The first semester will hit the ground running with learning heart rhythms. It would be beneficial (although not required) for you to have a basic understanding of what a heart rhythm is and the meaning of the different deflections prior to starting the first semester. In lab the first unit is learning to start an IV. This will require you to practice on classmates as well as have others practice on you.
One of the Paramedic Program's forte is that a large portion of the learning is hands-on skills. Students will be required to practice those skills with Madison Ambulance, Madison Memorial Hospital, several different EIRMC units, Idaho Falls Ambulance, Portneuf ER, BHC, Mountain View Hospital, Air Idaho and others. Completing these clinicals is very time demanding and often will be completed overnight. Classes are designed to accommodate the schedule by having didactic learning Tuesdays and Thursdays and labs on Mondays and Wednesdays. This leaves Fridays open to help facilitate scheduling clinicals.

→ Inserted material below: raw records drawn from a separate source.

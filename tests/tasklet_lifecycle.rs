use std::sync::{Arc, mpsc};
use std::thread;

use anyhow::{Result, anyhow};
use parking_lot::Mutex;
use tasklets::{
    Args, ErrorKind, Tasklet, TaskletError, ThreadId, Value, atomic, current_thread_id, getcurrent,
    getmain, getruncount, run_all, schedule, schedule_remove,
};

/// Every test gets a thread of its own so it starts with a fresh scheduler.
fn isolated<F>(test: F)
where
    F: FnOnce() -> Result<()> + Send + 'static,
{
    thread::spawn(test)
        .join()
        .expect("test thread panicked")
        .expect("test failed");
}

fn nop(_: Args) -> tasklets::Result<()> {
    Ok(())
}

fn assert_not_alive(tasklet: &Tasklet) {
    assert!(!tasklet.alive());
    assert!(!tasklet.paused());
    assert!(!tasklet.blocked());
    assert!(!tasklet.scheduled());
    assert!(tasklet.restorable());
    assert!(!tasklet.atomic());
    assert!(!tasklet.is_current());
    assert!(!tasklet.is_main());
    assert!(tasklet.tempval().is_none());
}

fn assert_scheduled(tasklet: &Tasklet) {
    assert!(tasklet.alive());
    assert!(tasklet.scheduled());
    assert!(!tasklet.paused());
    assert!(!tasklet.blocked());
    assert!(tasklet.restorable());
}

fn assert_paused(tasklet: &Tasklet) {
    assert!(tasklet.alive());
    assert!(tasklet.paused());
    assert!(!tasklet.scheduled());
    assert!(!tasklet.blocked());
}

#[test]
fn fresh_tasklet_is_not_alive() {
    isolated(|| {
        assert_not_alive(&Tasklet::new());
        Ok(())
    });
}

#[test]
fn bind_and_unbind_return_to_fresh_state() {
    isolated(|| {
        let tasklet = Tasklet::new();
        tasklet.bind(nop)?;
        assert_not_alive(&tasklet);
        tasklet.unbind()?;
        assert_not_alive(&tasklet);
        Ok(())
    });
}

#[test]
fn setup_schedules_and_completion_retires() {
    isolated(|| {
        assert_eq!(getruncount(), 1);
        let tasklet = Tasklet::with_fn(nop);
        tasklet.setup(Args::new())?;
        assert_scheduled(&tasklet);
        assert_eq!(getruncount(), 2);

        run_all()?;
        assert_not_alive(&tasklet);
        assert_eq!(getruncount(), 1);
        Ok(())
    });
}

#[test]
fn bind_with_arguments_leaves_tasklet_paused() {
    isolated(|| {
        let received = Arc::new(Mutex::new(None));
        let sink = Arc::clone(&received);
        let tasklet = Tasklet::new();
        tasklet.bind_with(
            move |args: Args| {
                let first = args.get(0).and_then(Value::get::<i32>);
                let named = args.keyword("name").and_then(Value::get::<&'static str>);
                *sink.lock() = Some((first, named));
                Ok(())
            },
            Args::new().arg(7_i32).kwarg("name", "seven"),
        )?;
        assert_paused(&tasklet);

        tasklet.insert()?;
        assert_scheduled(&tasklet);
        run_all()?;
        assert_eq!(*received.lock(), Some((Some(7), Some("seven"))));
        Ok(())
    });
}

#[test]
fn remove_pauses_and_insert_reschedules() {
    isolated(|| {
        let tasklet = Tasklet::spawn(nop)?;
        tasklet.remove()?;
        assert_paused(&tasklet);
        assert_eq!(getruncount(), 1);

        tasklet.insert()?;
        assert_scheduled(&tasklet);
        assert_eq!(getruncount(), 2);
        run_all()?;
        assert!(!tasklet.alive());
        Ok(())
    });
}

#[test]
fn kill_scheduled_tasklet() {
    isolated(|| {
        let tasklet = Tasklet::spawn(nop)?;
        assert_scheduled(&tasklet);
        tasklet.kill(false)?;
        assert_not_alive(&tasklet);
        assert_eq!(getruncount(), 1);
        Ok(())
    });
}

#[test]
fn pending_kill_schedules_a_paused_tasklet() {
    isolated(|| {
        let ran = Arc::new(Mutex::new(false));
        let sink = Arc::clone(&ran);
        let tasklet = Tasklet::new();
        tasklet.bind_with(
            move |_| {
                *sink.lock() = true;
                Ok(())
            },
            Args::new(),
        )?;
        assert_paused(&tasklet);

        tasklet.kill(true)?;
        assert!(tasklet.alive());
        assert!(tasklet.scheduled());

        run_all()?;
        assert!(!tasklet.alive());
        assert!(!*ran.lock(), "killed tasklet must not run its body");
        Ok(())
    });
}

#[test]
fn paused_tasklet_can_be_killed_directly() {
    isolated(|| {
        let tasklet = Tasklet::new();
        tasklet.bind_with(nop, Args::new())?;
        tasklet.kill(false)?;
        assert_not_alive(&tasklet);
        Ok(())
    });
}

#[test]
fn run_keeps_the_caller_scheduled() {
    isolated(|| {
        let seen = Arc::new(Mutex::new(Vec::new()));
        let tasklet = Tasklet::new();
        let (sink, me, caller) = (Arc::clone(&seen), tasklet.clone(), getcurrent());
        tasklet.bind_with(
            move |_| {
                sink.lock().push((
                    me.is_current(),
                    me.scheduled(),
                    caller.is_main(),
                    caller.scheduled(),
                ));
                Ok(())
            },
            Args::new(),
        )?;

        tasklet.run()?;
        assert_eq!(*seen.lock(), vec![(true, true, true, true)]);
        assert_not_alive(&tasklet);
        assert!(getmain().is_current());
        Ok(())
    });
}

#[test]
fn switch_pauses_the_caller() {
    isolated(|| {
        let seen = Arc::new(Mutex::new(Vec::new()));
        let tasklet = Tasklet::new();
        let (sink, caller) = (Arc::clone(&seen), getcurrent());
        tasklet.bind_with(
            move |_| {
                sink.lock().push((caller.paused(), caller.scheduled()));
                Ok(())
            },
            Args::new(),
        )?;

        tasklet.switch()?;
        assert_eq!(*seen.lock(), vec![(true, false)]);
        assert_not_alive(&tasklet);
        assert!(getmain().scheduled());
        Ok(())
    });
}

#[test]
fn main_inside_run_is_paused_and_not_restorable() {
    isolated(|| {
        let seen = Arc::new(Mutex::new(Vec::new()));
        let (sink, caller) = (Arc::clone(&seen), getcurrent());
        let tasklet = Tasklet::spawn(move |_| {
            sink.lock().push((
                caller.paused(),
                caller.restorable(),
                caller.nesting_level(),
            ));
            Ok(())
        })?;

        run_all()?;
        assert_eq!(*seen.lock(), vec![(true, false, 1)]);
        assert!(!tasklet.alive());
        assert!(getmain().restorable());
        assert_eq!(getmain().nesting_level(), 0);
        Ok(())
    });
}

#[test]
fn current_tasklet_can_kill_itself() {
    isolated(|| {
        let reached = Arc::new(Mutex::new(Vec::new()));
        let tasklet = Tasklet::new();
        let (sink, me) = (Arc::clone(&reached), tasklet.clone());
        tasklet.bind_with(
            move |_| {
                sink.lock().push("before");
                me.kill(false)?;
                sink.lock().push("after");
                Ok(())
            },
            Args::new(),
        )?;

        tasklet.run()?;
        assert_eq!(*reached.lock(), vec!["before"]);
        assert_not_alive(&tasklet);
        Ok(())
    });
}

#[test]
fn rebinding_a_scheduled_tasklet_is_rejected() {
    isolated(|| {
        let tasklet = Tasklet::spawn(nop)?;
        let err = tasklet.bind(nop).unwrap_err();
        assert_eq!(err.kind(), ErrorKind::State);
        assert!(err.to_string().contains("tasklet is scheduled"));

        let err = tasklet.unbind().unwrap_err();
        assert!(err.to_string().contains("tasklet is scheduled"));
        assert_scheduled(&tasklet);
        run_all()?;
        Ok(())
    });
}

#[test]
fn invalid_insert_and_remove_are_state_errors() {
    isolated(|| {
        let dead = Tasklet::new();
        assert_eq!(dead.insert().unwrap_err().kind(), ErrorKind::State);

        let scheduled = Tasklet::spawn(nop)?;
        assert_eq!(scheduled.insert().unwrap_err().kind(), ErrorKind::State);
        assert_eq!(getmain().remove().unwrap_err().kind(), ErrorKind::State);

        let outcome = Arc::new(Mutex::new(None));
        let sink = Arc::clone(&outcome);
        let current = Tasklet::new();
        let me = current.clone();
        current.bind_with(
            move |_| {
                *sink.lock() = Some(me.remove().map_err(|err| err.kind()));
                Ok(())
            },
            Args::new(),
        )?;
        current.run()?;
        assert_eq!(*outcome.lock(), Some(Err(ErrorKind::State)));

        run_all()?;
        Ok(())
    });
}

#[test]
fn setup_requires_a_bound_callable() {
    isolated(|| {
        let tasklet = Tasklet::new();
        assert_eq!(tasklet.setup(Args::new()).unwrap_err().kind(), ErrorKind::State);

        let tasklet = Tasklet::with_fn(nop);
        tasklet.setup(Args::new())?;
        assert_eq!(tasklet.setup(Args::new()).unwrap_err().kind(), ErrorKind::State);
        run_all()?;
        Ok(())
    });
}

#[test]
fn throw_raises_at_the_suspension_point() {
    isolated(|| {
        let caught = Arc::new(Mutex::new(None));
        let sink = Arc::clone(&caught);
        let tasklet = Tasklet::new();
        tasklet.bind_with(
            move |_| {
                if let Err(err) = schedule() {
                    *sink.lock() = Some(err.to_string());
                }
                Ok(())
            },
            Args::new(),
        )?;

        tasklet.run()?;
        assert!(tasklet.alive());
        tasklet.throw(TaskletError::Raised(anyhow!("boom")), false)?;
        assert_eq!(caught.lock().as_deref(), Some("boom"));
        assert!(!tasklet.alive());
        Ok(())
    });
}

#[test]
fn pending_throw_is_delivered_on_the_next_run() {
    isolated(|| {
        let caught = Arc::new(Mutex::new(None));
        let sink = Arc::clone(&caught);
        let tasklet = Tasklet::spawn(move |_| {
            if let Err(err) = schedule_remove() {
                *sink.lock() = Some(err.to_string());
            }
            Ok(())
        })?;
        run_all()?;
        assert_paused(&tasklet);

        tasklet.throw(TaskletError::Raised(anyhow!("later")), true)?;
        assert_scheduled(&tasklet);
        assert!(caught.lock().is_none());

        run_all()?;
        assert_eq!(caught.lock().as_deref(), Some("later"));
        assert!(!tasklet.alive());
        Ok(())
    });
}

#[test]
fn raise_exception_on_dead_tasklet_is_rejected() {
    isolated(|| {
        let tasklet = Tasklet::new();
        let err = tasklet
            .raise_exception(TaskletError::Raised(anyhow!("late")))
            .unwrap_err();
        assert_eq!(err.kind(), ErrorKind::State);
        // Killing a dead tasklet is a no-op.
        tasklet.kill(false)?;
        Ok(())
    });
}

#[test]
fn tempval_is_readable_and_writable() {
    isolated(|| {
        let tasklet = Tasklet::new();
        tasklet.set_tempval(Some(Value::new(5_u8)));
        assert_eq!(tasklet.tempval().and_then(|v| v.get::<u8>()), Some(5));
        tasklet.set_tempval(None);
        assert!(tasklet.tempval().is_none());
        Ok(())
    });
}

#[test]
fn atomic_guard_restores_previous_flag() {
    isolated(|| {
        let main = getcurrent();
        assert!(!main.atomic());
        {
            let _guard = atomic();
            assert!(main.atomic());
            {
                let _inner = atomic();
                assert!(main.atomic());
            }
            assert!(main.atomic());
        }
        assert!(!main.atomic());

        assert!(!main.set_atomic(true));
        {
            let _guard = atomic();
        }
        assert!(main.atomic());
        main.set_atomic(false);
        Ok(())
    });
}

#[test]
fn neighbours_follow_run_queue_order() {
    isolated(|| {
        let main = getmain();
        let first = Tasklet::spawn(nop)?;
        let second = Tasklet::spawn(nop)?;

        assert_eq!(main.next().as_ref(), Some(&first));
        assert_eq!(first.next().as_ref(), Some(&second));
        assert_eq!(second.next().as_ref(), Some(&main));
        assert_eq!(main.prev().as_ref(), Some(&second));

        let idle = Tasklet::new();
        assert!(idle.next().is_none());
        assert!(idle.prev().is_none());
        run_all()?;
        Ok(())
    });
}

#[test]
fn bind_thread_moves_a_tasklet_to_another_scheduler() {
    isolated(|| {
        let (thread_tx, thread_rx) = mpsc::channel();
        let (go_tx, go_rx) = mpsc::channel::<()>();
        let worker = thread::spawn(move || -> tasklets::Result<()> {
            let _ = thread_tx.send(current_thread_id());
            let _ = go_rx.recv();
            run_all()
        });
        let worker_thread = thread_rx.recv()?;

        let ran_on = Arc::new(Mutex::new(None));
        let sink = Arc::clone(&ran_on);
        let tasklet = Tasklet::with_fn(move |_| {
            *sink.lock() = Some(current_thread_id());
            Ok(())
        });
        tasklet.bind_thread(Some(worker_thread))?;
        assert_eq!(tasklet.thread_id(), worker_thread);
        tasklet.setup(Args::new())?;
        assert_eq!(getruncount(), 1);

        go_tx.send(())?;
        worker
            .join()
            .map_err(|_| anyhow!("worker panicked"))??;
        assert_eq!(*ran_on.lock(), Some(worker_thread));
        assert!(!tasklet.alive());
        Ok(())
    });
}

#[test]
fn bind_thread_rejects_unknown_threads_and_started_tasklets() {
    isolated(|| {
        let tasklet = Tasklet::with_fn(nop);
        let err = tasklet.bind_thread(Some(ThreadId::new(u64::MAX))).unwrap_err();
        assert_eq!(err.kind(), ErrorKind::Argument);
        tasklet.bind_thread(None)?;
        assert_eq!(tasklet.thread_id(), current_thread_id());

        tasklet.setup(Args::new())?;
        assert_eq!(tasklet.bind_thread(None).unwrap_err().kind(), ErrorKind::State);
        assert_eq!(getmain().bind_thread(None).unwrap_err().kind(), ErrorKind::State);
        run_all()?;
        Ok(())
    });
}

You will have the opportunity to render care to real patients in real situations. This is exciting but also is a large responsibility. You will be representing the BYU-Idaho Paramedic Program in all your clinicals and as such any act of dishonesty will result in being dismissed from the program.

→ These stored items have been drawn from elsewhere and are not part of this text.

//! Process-wide table of per-thread schedulers.

use std::fmt;
use std::sync::Arc;

use once_cell::sync::Lazy;
use parking_lot::RwLock;
use serde::Serialize;

use super::scheduler::SchedulerCore;

/// Operating-system identifier of a thread that owns a scheduler.
#[derive(Debug, Clone, Copy, PartialEq, Eq, Hash, PartialOrd, Ord, Serialize)]
pub struct ThreadId(u64);

impl ThreadId {
    pub fn new(raw: u64) -> Self {
        Self(raw)
    }

    pub fn raw(&self) -> u64 {
        self.0
    }
}

impl fmt::Display for ThreadId {
    fn fmt(&self, f: &mut fmt::Formatter<'_>) -> fmt::Result {
        fmt::Display::fmt(&self.0, f)
    }
}

/// Identifier of the calling OS thread.
#[cfg(target_os = "linux")]
pub fn os_thread_id() -> ThreadId {
    // SAFETY: gettid has no preconditions and cannot fail.
    let tid = unsafe { libc::syscall(libc::SYS_gettid) };
    ThreadId::new(tid as u64)
}

#[cfg(not(target_os = "linux"))]
pub fn os_thread_id() -> ThreadId {
    use std::sync::atomic::{AtomicU64, Ordering};

    static NEXT_THREAD_ID: AtomicU64 = AtomicU64::new(1);
    thread_local! {
        static THREAD_ID: u64 = NEXT_THREAD_ID.fetch_add(1, Ordering::Relaxed);
    }
    ThreadId::new(THREAD_ID.with(|id| *id))
}

/// On Linux the initial thread's tid equals the process id.
#[cfg(target_os = "linux")]
fn process_main_thread() -> Option<ThreadId> {
    // SAFETY: getpid has no preconditions and cannot fail.
    let pid = unsafe { libc::getpid() };
    Some(ThreadId::new(pid as u64))
}

#[cfg(not(target_os = "linux"))]
fn process_main_thread() -> Option<ThreadId> {
    None
}

struct Entry {
    core: Arc<SchedulerCore>,
    /// False for the pre-registered process main thread until it touches the runtime.
    attached: bool,
}

pub(crate) struct ThreadRegistry {
    entries: RwLock<Vec<Entry>>,
}

impl ThreadRegistry {
    fn new() -> Self {
        let entries = process_main_thread()
            .map(|thread| Entry {
                core: SchedulerCore::new(thread),
                attached: false,
            })
            .into_iter()
            .collect();
        Self {
            entries: RwLock::new(entries),
        }
    }

    pub(crate) fn attach(&self, thread: ThreadId) -> Arc<SchedulerCore> {
        let mut entries = self.entries.write();
        if let Some(entry) = entries.iter_mut().find(|entry| entry.core.thread() == thread) {
            entry.attached = true;
            return Arc::clone(&entry.core);
        }
        let core = SchedulerCore::new(thread);
        entries.push(Entry {
            core: Arc::clone(&core),
            attached: true,
        });
        core
    }

    pub(crate) fn detach(&self, thread: ThreadId) {
        self.entries
            .write()
            .retain(|entry| entry.core.thread() != thread);
    }

    pub(crate) fn lookup(&self, thread: ThreadId) -> Option<Arc<SchedulerCore>> {
        self.entries
            .read()
            .iter()
            .find(|entry| entry.core.thread() == thread)
            .map(|entry| Arc::clone(&entry.core))
    }

    pub(crate) fn threads(&self) -> Vec<ThreadId> {
        self.entries
            .read()
            .iter()
            .map(|entry| entry.core.thread())
            .collect()
    }

    /// Threads that are actively running a scheduler.
    pub(crate) fn attached_count(&self) -> usize {
        self.entries
            .read()
            .iter()
            .filter(|entry| entry.attached)
            .count()
    }
}

static REGISTRY: Lazy<ThreadRegistry> = Lazy::new(ThreadRegistry::new);

pub(crate) fn registry() -> &'static ThreadRegistry {
    &REGISTRY
}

This is a degree where "just getting by" is not good enough. The Paramedic Program requires a certain standard of competency in order to complete. The first semester there will be three benchmarks assessing your comprehensive learning of the material covered in class. You must pass two of the three benchmarks in order to continue in the program and degree. The second semester there will be two benchmarks given and you must pass one of the two. The third semester there will only be one benchmark given and it is required that you pass. It is imperative that you keep up on your studies throughout the whole program so that when you receive your paramedic degree and certificate you are ready to practice with a service.